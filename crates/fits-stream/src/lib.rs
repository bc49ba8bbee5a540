//! Streaming FITS reader with BMP and TGA image rendering.
//!
//! ```no_run
//! use fits_stream::{decode_file, ImageOptions, ImageView, RasterFormat};
//!
//! let units = decode_file("frame.fits")?;
//! let image = ImageView::from_unit(&units[0], ImageOptions::default())?;
//! std::fs::write("frame.bmp", image.to_bytes(RasterFormat::Bmp)?)?;
//! # Ok::<(), Box<dyn std::error::Error>>(())
//! ```

pub mod array;
pub mod block;
pub mod decode;
pub mod endian;
pub mod error;
pub mod header;
pub mod image;
pub mod raster;
pub mod unit;

#[cfg(feature = "ndarray")]
mod ndarray_compat;

pub use array::{ArrayData, DataArray, Element, ElementType};
pub use block::{BLOCK_SIZE, CARDS_PER_BLOCK, CARD_SIZE};
pub use decode::{decode, decode_bytes, decode_file, Decoder};
pub use error::{Error, ErrorKind, Result};
pub use header::{Header, HeaderValue};
pub use image::{Colour, ColourRamp, ImageOptions, ImageView, ScalingMode};
pub use raster::{encode, encode_bmp, encode_tga, RasterFormat};
pub use unit::{find_by_name, primary, Unit, UnitKind};
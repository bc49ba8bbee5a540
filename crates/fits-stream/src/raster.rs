//! Uncompressed 24-bit BMP and TGA encoders for [`ImageView`].
//!
//! Both formats store pixels as blue, green, red triples. Alpha is dropped.

use core::fmt;
use std::io::Write;

use byteorder::{LittleEndian, WriteBytesExt};
use tracing::debug;

use crate::error::{Error, Result};
use crate::image::ImageView;

const BMP_FILE_HEADER_LEN: u32 = 14;
const BMP_INFO_HEADER_LEN: u32 = 40;
const BITS_PER_PIXEL: u8 = 24;

/// TGA image type 2: uncompressed true-colour.
const TGA_TRUE_COLOUR: u8 = 2;
/// TGA descriptor bit 5: first row is the top row.
const TGA_TOP_LEFT_ORIGIN: u8 = 0x20;

/// Supported output formats.
#[derive(Debug, Clone, Copy, PartialEq, Eq, Hash)]
pub enum RasterFormat {
    Bmp,
    Tga,
}

impl RasterFormat {
    /// Pick a format from a file extension, ignoring case and a leading dot.
    pub fn from_extension(ext: &str) -> Option<Self> {
        let ext = ext.strip_prefix('.').unwrap_or(ext);
        if ext.eq_ignore_ascii_case("bmp") {
            Some(RasterFormat::Bmp)
        } else if ext.eq_ignore_ascii_case("tga") {
            Some(RasterFormat::Tga)
        } else {
            None
        }
    }

    pub fn extension(self) -> &'static str {
        match self {
            RasterFormat::Bmp => "bmp",
            RasterFormat::Tga => "tga",
        }
    }
}

impl fmt::Display for RasterFormat {
    fn fmt(&self, f: &mut fmt::Formatter<'_>) -> fmt::Result {
        f.write_str(self.extension())
    }
}

/// Encode `image` in the given format.
pub fn encode<W: Write>(format: RasterFormat, image: &ImageView, sink: &mut W) -> Result<()> {
    match format {
        RasterFormat::Bmp => encode_bmp(image, sink),
        RasterFormat::Tga => encode_tga(image, sink),
    }
}

/// Write `image` as a bottom-up 24-bit BMP.
///
/// The file-size field is left at zero and rows carry no 4-byte alignment
/// padding.
pub fn encode_bmp<W: Write>(image: &ImageView, sink: &mut W) -> Result<()> {
    let too_large = || Error::ImageTooLarge {
        width: image.width(),
        height: image.height(),
    };
    let width = i32::try_from(image.width()).map_err(|_| too_large())?;
    let height = i32::try_from(image.height()).map_err(|_| too_large())?;
    debug!(width, height, "encoding BMP");

    // File header.
    sink.write_all(b"BM")?;
    sink.write_u32::<LittleEndian>(0)?;
    sink.write_u16::<LittleEndian>(0)?;
    sink.write_u16::<LittleEndian>(0)?;
    sink.write_u32::<LittleEndian>(BMP_FILE_HEADER_LEN + BMP_INFO_HEADER_LEN)?;

    // BITMAPINFOHEADER.
    sink.write_u32::<LittleEndian>(BMP_INFO_HEADER_LEN)?;
    sink.write_i32::<LittleEndian>(width)?;
    sink.write_i32::<LittleEndian>(height)?;
    sink.write_u16::<LittleEndian>(1)?;
    sink.write_u16::<LittleEndian>(BITS_PER_PIXEL.into())?;
    // Compression, image size, X/Y resolution, palette counts.
    for _ in 0..6 {
        sink.write_u32::<LittleEndian>(0)?;
    }

    let mut row = Vec::with_capacity(image.width() * 3);
    for y in (0..image.height()).rev() {
        write_bgr_row(image, y, &mut row);
        sink.write_all(&row)?;
    }
    Ok(())
}

/// Write `image` as a top-down uncompressed 24-bit TGA.
pub fn encode_tga<W: Write>(image: &ImageView, sink: &mut W) -> Result<()> {
    let too_large = || Error::ImageTooLarge {
        width: image.width(),
        height: image.height(),
    };
    let width = u16::try_from(image.width()).map_err(|_| too_large())?;
    let height = u16::try_from(image.height()).map_err(|_| too_large())?;
    debug!(width, height, "encoding TGA");

    // ID length, colour map type, image type.
    sink.write_all(&[0, 0, TGA_TRUE_COLOUR])?;
    // Colour map specification and X/Y origin.
    sink.write_all(&[0; 9])?;
    sink.write_u16::<LittleEndian>(width)?;
    sink.write_u16::<LittleEndian>(height)?;
    sink.write_all(&[BITS_PER_PIXEL, TGA_TOP_LEFT_ORIGIN])?;

    let mut row = Vec::with_capacity(image.width() * 3);
    for y in 0..image.height() {
        write_bgr_row(image, y, &mut row);
        sink.write_all(&row)?;
    }
    Ok(())
}

fn write_bgr_row(image: &ImageView, y: usize, row: &mut Vec<u8>) {
    row.clear();
    for x in 0..image.width() {
        let c = image.colour_at(x, y);
        row.extend_from_slice(&[c.b, c.g, c.r]);
    }
}

impl ImageView {
    /// Encode into an in-memory buffer.
    pub fn to_bytes(&self, format: RasterFormat) -> Result<Vec<u8>> {
        let mut out = Vec::new();
        encode(format, self, &mut out)?;
        Ok(out)
    }
}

Your task: An exact copy of the lines above, from the one containing "no 4-byte alignment" through the one containing "let width = u16::try_from(image.width()).map_err(|_|", is the whole of the answer.

Answer space:
/// The file-size field is left at zero and rows carry no 4-byte alignment
/// padding.
pub fn encode_bmp<W: Write>(image: &ImageView, sink: &mut W) -> Result<()> {
    let too_large = || Error::ImageTooLarge {
        width: image.width(),
        height: image.height(),
    };
    let width = i32::try_from(image.width()).map_err(|_| too_large())?;
    let height = i32::try_from(image.height()).map_err(|_| too_large())?;
    debug!(width, height, "encoding BMP");

    // File header.
    sink.write_all(b"BM")?;
    sink.write_u32::<LittleEndian>(0)?;
    sink.write_u16::<LittleEndian>(0)?;
    sink.write_u16::<LittleEndian>(0)?;
    sink.write_u32::<LittleEndian>(BMP_FILE_HEADER_LEN + BMP_INFO_HEADER_LEN)?;

    // BITMAPINFOHEADER.
    sink.write_u32::<LittleEndian>(BMP_INFO_HEADER_LEN)?;
    sink.write_i32::<LittleEndian>(width)?;
    sink.write_i32::<LittleEndian>(height)?;
    sink.write_u16::<LittleEndian>(1)?;
    sink.write_u16::<LittleEndian>(BITS_PER_PIXEL.into())?;
    // Compression, image size, X/Y resolution, palette counts.
    for _ in 0..6 {
        sink.write_u32::<LittleEndian>(0)?;
    }

    let mut row = Vec::with_capacity(image.width() * 3);
    for y in (0..image.height()).rev() {
        write_bgr_row(image, y, &mut row);
        sink.write_all(&row)?;
    }
    Ok(())
}

/// Write `image` as a top-down uncompressed 24-bit TGA.
pub fn encode_tga<W: Write>(image: &ImageView, sink: &mut W) -> Result<()> {
    let too_large = || Error::ImageTooLarge {
        width: image.width(),
        height: image.height(),
    };
    let width = u16::try_from(image.width()).map_err(|_| too_large())?;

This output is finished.